Sunday, February 12, 2012

The Return of Apple Envy

Everybody wants to be Apple. Of course that's been the case for many years. And even though, in this spot, Amazon tries to brush off Apple like some failed, late 90's dot-com, I think they secretly have a little Apple envy in their system:



Man: Hey excuse me -- that's the new Kindle, isn't it, $79.

Woman: Best way to read, even in sunlight.

Great work, stop it right here. The commercial should be over at the 10 second mark. The Kindle is an awesome eReader. It does this one thing better than any other machine. Amazon differentiated itself, made its point clearly, and now they can call it a day.

Or, they can ruin the commercial....

Man: Yeah but I mean if you want to watch movies or surf the web.

Woman: I've got a Kindle Fire for that (looks a hundred feet away to a different Amazon tablet product being used by her children.)

"PUNT!" This has got to be one of the few examples in advertising where a company just throws its hands in the air, curses the heavens and says, "We give up." To have your only rebuttal be "No, but we make something else that does that" is just sad.

No one is going to carry around two devices. "This one's for readin', and this one's for videoin'." The woman's response should be that the regular Kindle isn't trying to be all things to all people -- it does one thing (displays text), and it does it well. It's for readers. End of story.

Man: Three Kindles. That's gotta be expensive.

Woman: Not really. Together, they're still less than that (points to Man's iPad.)

Yeah, fine, the iPad 2, at $499, is expensive. It's also far and away the top tablet on the market. But I can find a 16GB iPad for less than the $477 combined price of those three Amazon products.

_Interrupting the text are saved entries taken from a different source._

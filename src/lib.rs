//!
//! Runtime selection of specialized kernels for polynomial arithmetic.
//!
//! A polynomial ring is described by a [`descriptor::RingDescriptor`]: its
//! coefficient field, the number of machine words its packed exponent vectors
//! occupy, and the sign vector of its monomial ordering. At ring construction
//! time, [`build::build_proc_table()`] classifies the descriptor along these
//! three axes ([`classify`]), looks up the kernel bundle registered for the
//! resulting category triple ([`registry`]), and freezes the result into a
//! [`procs::ProcTable`] with one callable kernel per operation slot. Slots for
//! which no specialized kernel exists fall back to the general kernels of
//! [`procs::general`]: selection is purely a performance optimization and can
//! never cost correctness or leave an operation unavailable.
//!
//! ```
//! use feanor_poly_dispatch::classify::*;
//! use feanor_poly_dispatch::coeff::FieldKind;
//! use feanor_poly_dispatch::descriptor::RingDescriptor;
//!
//! let ring = RingDescriptor::new(FieldKind::Zp { characteristic: 7 }, 2, Box::new([1, 1]));
//! assert_eq!((FieldClass::Zp, LengthClass::Two, OrdClass::AllNonneg), spec_of(&ring));
//! ```
//!
//! See [`ring::PolyRing`] for the owning handle that couples a descriptor with
//! its table, and the `introspection` feature for diagnostic queries reporting
//! which kernels a build would select.
//!

pub mod coeff;
pub mod descriptor;
pub mod poly;
pub mod classify;
pub mod procs;
pub mod registry;
pub mod build;
pub mod ring;
#[cfg(any(test, feature = "introspection"))]
pub mod introspect;
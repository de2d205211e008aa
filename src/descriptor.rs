use std::cmp::Ordering;

use serde::{Deserialize, Serialize};

use crate::coeff::FieldKind;
use crate::poly::Monomial;

///
/// The bundle of ring properties the kernel selection is keyed by: the
/// coefficient field, the number of machine words a packed exponent vector
/// occupies, and the ordering sign vector describing how each word contributes
/// to monomial comparison.
///
/// A descriptor is immutable once constructed and read-only to the selection
/// machinery; the ring owning it rebuilds its kernel table whenever it is
/// replaced (see [`crate::ring::PolyRing::rebuild()`]).
///
/// # Example
/// ```
/// use feanor_poly_dispatch::coeff::FieldKind;
/// use feanor_poly_dispatch::descriptor::RingDescriptor;
///
/// let ring = RingDescriptor::new(FieldKind::Zp { characteristic: 32003 }, 2, Box::new([1, 1]));
/// assert_eq!(2, ring.exp_words());
/// ```
///
#[derive(Clone, Debug, PartialEq, Serialize, Deserialize)]
pub struct RingDescriptor {
    field: FieldKind,
    exp_words: usize,
    ord_signs: Box<[i8]>,
    neg_weight_adjust: bool,
    noncommutative: bool,
    noether: Option<Monomial>
}

impl RingDescriptor {

    pub fn new(field: FieldKind, exp_words: usize, ord_signs: Box<[i8]>) -> Self {
        assert!(exp_words > 0);
        assert!(ord_signs.len() == exp_words);
        assert!(ord_signs.iter().all(|s| (-1..=1).contains(s)));
        Self {
            field,
            exp_words,
            ord_signs,
            neg_weight_adjust: false,
            noncommutative: false,
            noether: None
        }
    }

    ///
    /// Marks the ring as using a low-order adjustment offset for packed
    /// exponent arithmetic. Such rings never use fixed-length kernels, see
    /// [`crate::classify::length_class()`].
    ///
    pub fn with_neg_weight_adjust(mut self, neg_weight_adjust: bool) -> Self {
        self.neg_weight_adjust = neg_weight_adjust;
        return self;
    }

    ///
    /// Marks the underlying algebra as a non-commutative variant. For such
    /// rings, three multiplication kernels are supplied by the algebra itself
    /// instead of the registry; see [`crate::build::build_proc_table()`].
    ///
    pub fn with_noncommutative(mut self, noncommutative: bool) -> Self {
        self.noncommutative = noncommutative;
        return self;
    }

    pub fn with_noether(mut self, noether: Option<Monomial>) -> Self {
        if let Some(bound) = &noether {
            assert!(bound.len() == self.exp_words);
        }
        self.noether = noether;
        return self;
    }

    pub fn field(&self) -> &FieldKind {
        &self.field
    }

    pub fn exp_words(&self) -> usize {
        self.exp_words
    }

    pub fn ord_signs(&self) -> &[i8] {
        &self.ord_signs
    }

    pub fn neg_weight_adjust(&self) -> bool {
        self.neg_weight_adjust
    }

    pub fn is_noncommutative(&self) -> bool {
        self.noncommutative
    }

    ///
    /// The Noether bound of the ring, if one is active: kernels aware of it may
    /// discard product terms that fall below it.
    ///
    pub fn noether(&self) -> Option<&Monomial> {
        self.noether.as_ref()
    }

    ///
    /// Compares two monomials of this ring. The first differing word decides;
    /// its ordering sign orients the comparison, and words with sign zero do
    /// not contribute.
    ///
    pub fn cmp_monomials(&self, lhs: &Monomial, rhs: &Monomial) -> Ordering {
        debug_assert!(lhs.len() == self.exp_words && rhs.len() == self.exp_words);
        for i in 0..self.exp_words {
            let sign = self.ord_signs[i];
            if sign == 0 {
                continue;
            }
            let ord = lhs.words()[i].cmp(&rhs.words()[i]);
            if ord != Ordering::Equal {
                return if sign > 0 { ord } else { ord.reverse() };
            }
        }
        return Ordering::Equal;
    }
}

#[test]
fn test_cmp_monomials_orientation() {
    let ring = RingDescriptor::new(FieldKind::Rational, 2, Box::new([1, -1]));
    let a = Monomial::new([2, 5]);
    let b = Monomial::new([1, 9]);
    assert_eq!(Ordering::Greater, ring.cmp_monomials(&a, &b));
    let c = Monomial::new([2, 3]);
    // equal first word, second word compares reversed
    assert_eq!(Ordering::Less, ring.cmp_monomials(&a, &c));
    assert_eq!(Ordering::Equal, ring.cmp_monomials(&a, &a));
}

#[test]
fn test_cmp_monomials_zero_sign_skipped() {
    let ring = RingDescriptor::new(FieldKind::Rational, 3, Box::new([1, 0, 1]));
    let a = Monomial::new([1, 100, 2]);
    let b = Monomial::new([1, 0, 3]);
    assert_eq!(Ordering::Less, ring.cmp_monomials(&a, &b));
}

#[test]
#[should_panic]
fn test_descriptor_rejects_sign_vector_mismatch() {
    RingDescriptor::new(FieldKind::Rational, 2, Box::new([1]));
}

#[test]
fn test_descriptor_usable_as_config() {
    let ring = RingDescriptor::new(FieldKind::Zp { characteristic: 7 }, 2, Box::new([1, 0]))
        .with_neg_weight_adjust(true)
        .with_noether(Some(Monomial::new([3, 0])));
    let serialized = serde_json::to_string(&ring).unwrap();
    let restored: RingDescriptor = serde_json::from_str(&serialized).unwrap();
    assert_eq!(ring, restored);
    assert_eq!(crate::classify::spec_of(&ring), crate::classify::spec_of(&restored));
}
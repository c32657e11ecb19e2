//! Error types for udipe operations
//!
//! Recoverable errors travel through command result payloads and never
//! abort a worker thread. Unrecoverable conditions (allocation failure,
//! thread spawn failure, futex contract violations, allocator finalisation
//! with live buffers) terminate the process through [`fatal!`].

use core::fmt;

/// Result type for udipe command operations
pub type OpResult<T> = Result<T, UdipeError>;

/// Errors surfaced through command result payloads
#[derive(Debug, Clone, PartialEq, Eq)]
pub enum UdipeError {
    /// The operation did not complete before its timeout
    Timeout,

    /// Local and remote addresses belong to different address families
    AddressFamilyMismatch,

    /// An option was set that the connection direction forbids
    InvalidDirection,

    /// The datagram does not fit in a worker buffer
    BufferTooSmall,

    /// A requested feature is not supported by the host OS
    FeatureUnsupported(&'static str),

    /// A socket operation failed with the carried OS error code
    SocketError(i32),

    /// No worker buffer was available for the operation
    ResourceExhausted,
}

impl fmt::Display for UdipeError {
    fn fmt(&self, f: &mut fmt::Formatter<'_>) -> fmt::Result {
        match self {
            UdipeError::Timeout => write!(f, "operation timed out"),
            UdipeError::AddressFamilyMismatch => {
                write!(f, "local and remote address families differ")
            }
            UdipeError::InvalidDirection => {
                write!(f, "option conflicts with connection direction")
            }
            UdipeError::BufferTooSmall => write!(f, "datagram exceeds worker buffer size"),
            UdipeError::FeatureUnsupported(what) => {
                write!(f, "feature not supported by this host: {}", what)
            }
            UdipeError::SocketError(code) => write!(f, "socket error: os error {}", code),
            UdipeError::ResourceExhausted => write!(f, "no worker buffer available"),
        }
    }
}

impl std::error::Error for UdipeError {}

impl From<std::io::Error> for UdipeError {
    fn from(e: std::io::Error) -> Self {
        match e.kind() {
            std::io::ErrorKind::WouldBlock | std::io::ErrorKind::TimedOut => UdipeError::Timeout,
            _ => UdipeError::SocketError(e.raw_os_error().unwrap_or(0)),
        }
    }
}

/// Log an error message and exit the process with a non-zero status.
///
/// Reserved for conditions no caller can recover from. Accepts `format!`
/// syntax.
#[macro_export]
macro_rules! fatal {
    ($($arg:tt)*) => {{
        $crate::uerror!($($arg)*);
        ::std::process::exit(1)
    }};
}

/// Like [`fatal!`], but logs the current OS error first.
#[macro_export]
macro_rules! fatal_os {
    ($($arg:tt)*) => {{
        $crate::uerror!("os error: {}", ::std::io::Error::last_os_error());
        $crate::fatal!($($arg)*)
    }};
}

#[cfg(test)]
mod tests {
    use super::*;

    #[test]
    fn test_display() {
        assert_eq!(format!("{}", UdipeError::Timeout), "operation timed out");
        assert_eq!(
            format!("{}", UdipeError::SocketError(111)),
            "socket error: os error 111"
        );
        assert_eq!(
            format!("{}", UdipeError::FeatureUnsupported("gro")),
            "feature not supported by this host: gro"
        );
    }

    #[test]
    fn test_from_io_error() {
        let e = std::io::Error::from_raw_os_error(libc_eagain());
        assert_eq!(UdipeError::from(e), UdipeError::Timeout);

        let e = std::io::Error::from_raw_os_error(13);
        assert_eq!(UdipeError::from(e), UdipeError::SocketError(13));
    }

    fn libc_eagain() -> i32 {
        11 // EAGAIN on Linux
    }
}
//! Worker threads
//!
//! Workers are OS threads that own sockets and execute commands. Each
//! worker parks on its queue's write index while idle, executes one
//! command at a time, publishes the result into the command's future,
//! and, once shutdown is broadcast, drains the queue before stopping so
//! every outstanding future still resolves.
//!
//! Recoverable command failures flow through result payloads and never
//! abort the worker.

use std::sync::Arc;
use std::thread::JoinHandle;

use udipe_core::command::{
    CommandResult, RecvOptions, RecvOutcome, RecvStreamOptions, ReplyStreamOptions, SendOptions,
    SendOutcome, SendStreamOptions, StreamControl, StreamOutcome,
};
use udipe_core::error::{OpResult, UdipeError};
use udipe_core::time::DURATION_DEFAULT;
use udipe_core::{fatal, udebug, uprint, utrace, uwarn};

use crate::buffer::{BufferConfigurator, BufferPool};
use crate::config::UdipeConfig;
use crate::context::{ConnectionState, ContextShared};
use crate::future::{self, FutureCell};
use crate::options_pool::StagedSocket;
use crate::queue::{Command, CommandPayload};
use crate::socket::UdpSock;
use crate::topology::{online_cpus, SysfsTopology};

/// Spawn all worker threads of a context
pub(crate) fn spawn_workers(
    shared: &Arc<ContextShared>,
    config: &UdipeConfig,
) -> Vec<JoinHandle<()>> {
    (0..shared.num_workers)
        .map(|worker_id| {
            let shared = Arc::clone(shared);
            let configurator = config.buffer_config.clone();
            let pin = config.pin_workers;
            std::thread::Builder::new()
                .name(format!("udipe-worker-{}", worker_id))
                .spawn(move || worker_main(worker_id, shared, configurator, pin))
                .unwrap_or_else(|e| fatal!("failed to spawn worker thread: {}", e))
        })
        .collect()
}

#[cfg(target_os = "linux")]
fn pin_to_cpu(cpu: usize) {
    use nix::sched::{sched_setaffinity, CpuSet};
    use nix::unistd::Pid;

    let mut set = CpuSet::new();
    if set.set(cpu).is_err() {
        uwarn!("cpu {} does not fit in a cpuset, not pinning", cpu);
        return;
    }
    if let Err(e) = sched_setaffinity(Pid::from_raw(0), &set) {
        uwarn!("failed to pin worker to cpu {}: {}", cpu, e);
    }
}

#[cfg(not(target_os = "linux"))]
fn pin_to_cpu(_cpu: usize) {}

/// Worker thread entry point
fn worker_main(
    worker_id: usize,
    shared: Arc<ContextShared>,
    configurator: Option<BufferConfigurator>,
    pin: bool,
) {
    uprint::set_worker_id(worker_id as u32);
    let cpu = worker_id % online_cpus();
    if pin {
        pin_to_cpu(cpu);
    }
    let mut pool = BufferPool::new(worker_id, cpu, configurator.as_ref(), &SysfsTopology);
    let queue = Arc::clone(&shared.queues[worker_id]);
    udebug!("worker ready, {} buffer(s) of {} bytes", pool.buffer_count(), pool.buffer_size());

    while let Some(command) = queue.pop(&shared.shutdown) {
        execute(&shared, worker_id, &mut pool, command);
    }

    udebug!("worker stopped");
    uprint::clear_worker_id();
}

/// Execute one command and publish its future
fn execute(shared: &ContextShared, worker_id: usize, pool: &mut BufferPool, command: Command) {
    let completion = command.completion;
    match command.payload {
        CommandPayload::Absent => fatal!("uninitialized command reached a worker"),
        CommandPayload::Connect { slot } => {
            connect_step(shared, worker_id, slot as usize, completion);
        }
        CommandPayload::Disconnect(options) => {
            let result = shared.remove_connection(options.connection);
            publish(completion, CommandResult::Disconnect(result));
        }
        CommandPayload::Send(options) => {
            let result = send_one(shared, worker_id, pool, options);
            publish(completion, CommandResult::Send(result));
        }
        CommandPayload::Recv(options) => {
            let result = recv_one(shared, worker_id, pool, options);
            publish(completion, CommandResult::Recv(result));
        }
        CommandPayload::SendStream(options) => {
            let result = send_stream(shared, worker_id, pool, options);
            publish(completion, CommandResult::SendStream(result));
        }
        CommandPayload::RecvStream(options) => {
            let result = recv_stream(shared, worker_id, pool, options);
            publish(completion, CommandResult::RecvStream(result));
        }
        CommandPayload::ReplyStream(options) => {
            let result = reply_stream(shared, worker_id, pool, options);
            publish(completion, CommandResult::ReplyStream(result));
        }
    }
}

fn publish(completion: *mut FutureCell, result: CommandResult) {
    // Safety: the completion cell stays alive until this store; the
    // client only frees it after observing a non-pending notifier.
    unsafe { future::complete(completion, result) };
}

/// One worker's share of a (possibly collective) connect
///
/// Every participating worker opens its socket and parks it in the
/// options slot, or raises the release-stored abort flag on failure. The
/// worker that drops the last slot reference performs the fan-in: commit
/// the whole socket set into the registry, or close everything and report
/// the first failure. Only the fan-in worker publishes the future.
fn connect_step(shared: &ContextShared, worker_id: usize, slot: usize, completion: *mut FutureCell) {
    let pool = &shared.options_pool;

    // A peer worker may already have failed; opening more sockets would
    // only create more rollback work.
    if !pool.aborted(slot) {
        let options = pool.options(slot);
        match UdpSock::open(options) {
            Ok(sock) => pool.stage_socket(
                slot,
                StagedSocket {
                    worker: worker_id,
                    sock,
                },
            ),
            Err(error) => {
                udebug!("connect failed on this worker: {}", error);
                pool.record_failure(slot, error);
            }
        }
    }

    let last_reference = pool.release(slot);
    if !last_reference {
        return;
    }

    let multithreading = pool.options(slot).allow_multithreading;
    let staging = pool.take_staging(slot);
    let result = match staging.error {
        None => shared.commit_connection(staging.sockets, multithreading),
        Some(error) => {
            // Partial sockets close here, before the future resolves
            drop(staging.sockets);
            Err(error)
        }
    };
    pool.deallocate(slot);
    publish(completion, CommandResult::Connect(result));
}

/// Connection and socket serving a command on this worker
fn socket_of<'a>(
    state: &'a ConnectionState,
    worker_id: usize,
) -> OpResult<&'a UdpSock> {
    state
        .socket_for(worker_id)
        .ok_or(UdipeError::SocketError(libc::ENOTCONN))
}

fn lookup(shared: &ContextShared, connection: udipe_core::command::ConnectionId) -> OpResult<Arc<ConnectionState>> {
    shared
        .lookup(connection)
        .ok_or(UdipeError::SocketError(libc::ENOTCONN))
}

fn send_one(
    shared: &ContextShared,
    worker_id: usize,
    pool: &mut BufferPool,
    options: SendOptions,
) -> OpResult<SendOutcome> {
    let state = lookup(shared, options.connection)?;
    let sock = socket_of(&state, worker_id)?;
    let Some(buffer) = pool.allocate() else {
        return Err(UdipeError::ResourceExhausted);
    };
    let buffer_size = pool.buffer_size();

    let result = (|| {
        if options.data.len() > buffer_size {
            return Err(UdipeError::BufferTooSmall);
        }
        if options.timeout_ns != DURATION_DEFAULT {
            sock.set_send_timeout(options.timeout_ns)?;
        }
        // Stage the datagram through the worker's cache-resident buffer
        let staged = unsafe {
            std::ptr::copy_nonoverlapping(options.data.as_ptr(), buffer.as_ptr(), options.data.len());
            std::slice::from_raw_parts(buffer.as_ptr(), options.data.len())
        };
        let bytes_sent = sock.send(staged)?;
        utrace!("sent {} byte(s)", bytes_sent);
        Ok(SendOutcome { bytes_sent })
    })();

    pool.liberate(buffer);
    result
}

fn recv_one(
    shared: &ContextShared,
    worker_id: usize,
    pool: &mut BufferPool,
    options: RecvOptions,
) -> OpResult<RecvOutcome> {
    let state = lookup(shared, options.connection)?;
    let sock = socket_of(&state, worker_id)?;
    let Some(buffer) = pool.allocate() else {
        return Err(UdipeError::ResourceExhausted);
    };
    let capacity = match options.max_len {
        0 => pool.buffer_size(),
        limit => limit.min(pool.buffer_size()),
    };

    let result = (|| {
        if options.timeout_ns != DURATION_DEFAULT {
            sock.set_recv_timeout(options.timeout_ns)?;
        }
        let staged = unsafe { std::slice::from_raw_parts_mut(buffer.as_ptr(), capacity) };
        let meta = sock.recv(staged)?;
        utrace!("received {} byte(s)", meta.len);
        Ok(RecvOutcome {
            data: staged[..meta.len].to_vec(),
            gro_segment: meta.gro_segment,
            timestamp_ns: meta.timestamp_ns,
        })
    })();

    pool.liberate(buffer);
    result
}

fn send_stream(
    shared: &ContextShared,
    worker_id: usize,
    pool: &mut BufferPool,
    mut options: SendStreamOptions,
) -> OpResult<StreamOutcome> {
    let state = lookup(shared, options.connection)?;
    let sock = socket_of(&state, worker_id)?;
    let Some(buffer) = pool.allocate() else {
        return Err(UdipeError::ResourceExhausted);
    };
    let buffer_size = pool.buffer_size();

    let result = (|| {
        let mut outcome = StreamOutcome::default();
        let staged = unsafe { std::slice::from_raw_parts_mut(buffer.as_ptr(), buffer_size) };
        // One datagram (or GSO batch) per callback invocation
        while let Some(len) = (options.producer)(staged) {
            if len > buffer_size {
                return Err(UdipeError::BufferTooSmall);
            }
            let sent = sock.send(&staged[..len])?;
            outcome.datagrams += 1;
            outcome.bytes += sent as u64;
        }
        Ok(outcome)
    })();

    pool.liberate(buffer);
    result
}

fn recv_stream(
    shared: &ContextShared,
    worker_id: usize,
    pool: &mut BufferPool,
    mut options: RecvStreamOptions,
) -> OpResult<StreamOutcome> {
    let state = lookup(shared, options.connection)?;
    let sock = socket_of(&state, worker_id)?;
    let Some(buffer) = pool.allocate() else {
        return Err(UdipeError::ResourceExhausted);
    };
    let buffer_size = pool.buffer_size();

    let result = (|| {
        let mut outcome = StreamOutcome::default();
        let staged = unsafe { std::slice::from_raw_parts_mut(buffer.as_ptr(), buffer_size) };
        loop {
            // One datagram (or GRO batch) per callback invocation
            let meta = sock.recv(staged)?;
            outcome.datagrams += 1;
            outcome.bytes += meta.len as u64;
            if (options.consumer)(&staged[..meta.len]) == StreamControl::Stop {
                return Ok(outcome);
            }
        }
    })();

    pool.liberate(buffer);
    result
}

fn reply_stream(
    shared: &ContextShared,
    worker_id: usize,
    pool: &mut BufferPool,
    mut options: ReplyStreamOptions,
) -> OpResult<StreamOutcome> {
    let in_state = lookup(shared, options.in_connection)?;
    let in_sock = socket_of(&in_state, worker_id)?;
    let out_state = lookup(shared, options.out_connection)?;
    let out_sock = out_state
        .socket_for_or_any(worker_id)
        .ok_or(UdipeError::SocketError(libc::ENOTCONN))?;

    let Some(in_buffer) = pool.allocate() else {
        return Err(UdipeError::ResourceExhausted);
    };
    let Some(out_buffer) = pool.allocate() else {
        pool.liberate(in_buffer);
        return Err(UdipeError::ResourceExhausted);
    };
    let buffer_size = pool.buffer_size();

    let result = (|| {
        let mut outcome = StreamOutcome::default();
        let incoming = unsafe { std::slice::from_raw_parts_mut(in_buffer.as_ptr(), buffer_size) };
        let outgoing = unsafe { std::slice::from_raw_parts_mut(out_buffer.as_ptr(), buffer_size) };
        loop {
            let meta = in_sock.recv(incoming)?;
            match (options.replier)(&incoming[..meta.len], outgoing) {
                Some(len) => {
                    if len > buffer_size {
                        return Err(UdipeError::BufferTooSmall);
                    }
                    let sent = out_sock.send(&outgoing[..len])?;
                    outcome.datagrams += 1;
                    outcome.bytes += sent as u64;
                }
                None => return Ok(outcome),
            }
        }
    })();

    pool.liberate(out_buffer);
    pool.liberate(in_buffer);
    result
}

And I know this is a store return, but I still find it funny that the first one I found was on Amazon.

Man: Someone sitting here?

Woman: My husband.

Man: Yeah...

And a weird, anticlimactic ending to boot. Was there really enough sexual tension between these two that the audience had to see how the interaction ultimately ended? And judging by the man's resignation, he appears to be jealous of the unseen man's wife simply because this family owns three Kindles. So peculiar.

Amazon, this is not the way to go after Apple. You make fine, lower-cost products, and there's a market for that. But you don't make iPads -- and expecting people to haul around two tablet devices instead of buying an iPad is laughably dumb. So stick with your strategy -- and don't bring up Apple unless you actually have a claim to make.

7 comments:

Windier E. Megatons said...

Do you think this guy always starts conversations like that?

"I notice you're chewing gum - that's Big Red, isn't it? 79 cents?"

But yeah, this commercial makes no sense. What might have made sense was a Kindle Fire commercial that points out the price difference. Comparing the Kindle itself to the iPad is thoroughly pointless.

Mary Worth said...

I would never use a Kindle.

Anonymous said...

"But I can find a 16GB iPad for less than the $477 combined price of those three Amazon products."

Kindle Fire: $199
Kindle Touch: $99
Kindle: $79

Don't you mean $377?

Windier E. Megatons said...

The Kindle Touch wasn't mentioned in that ad, Anonymous. We're left to assume that both of the kids have their own Kindle Fires. Thus 199+199+79 = $477.

Kyle said...

Hahahah I like the "unnecessary bikinis" tag.

I can only assume they did it because she was in a bikini in the previous ad and they must have got so many comments about how HOT!!1! she is.

MichaelHinman said...

This is horrible, but the Kindle Fire ad that really irks me is the one where Amazon leaves the box (with the name clearly all over it) on the lady's doorstep in the middle of a busy street (in plan view).

The fact that no one stole the damn thing despite knowing what it is says a lot.

MichaelHinman said...

This is horrible, but the Kindle Fire ad that really irks me is the one where Amazon leaves the box (with the name clearly all over it) on the lady's doorstep in the middle of a busy street (in plan view).

The fact that no one stole the damn thing despite knowing what it is says a lot.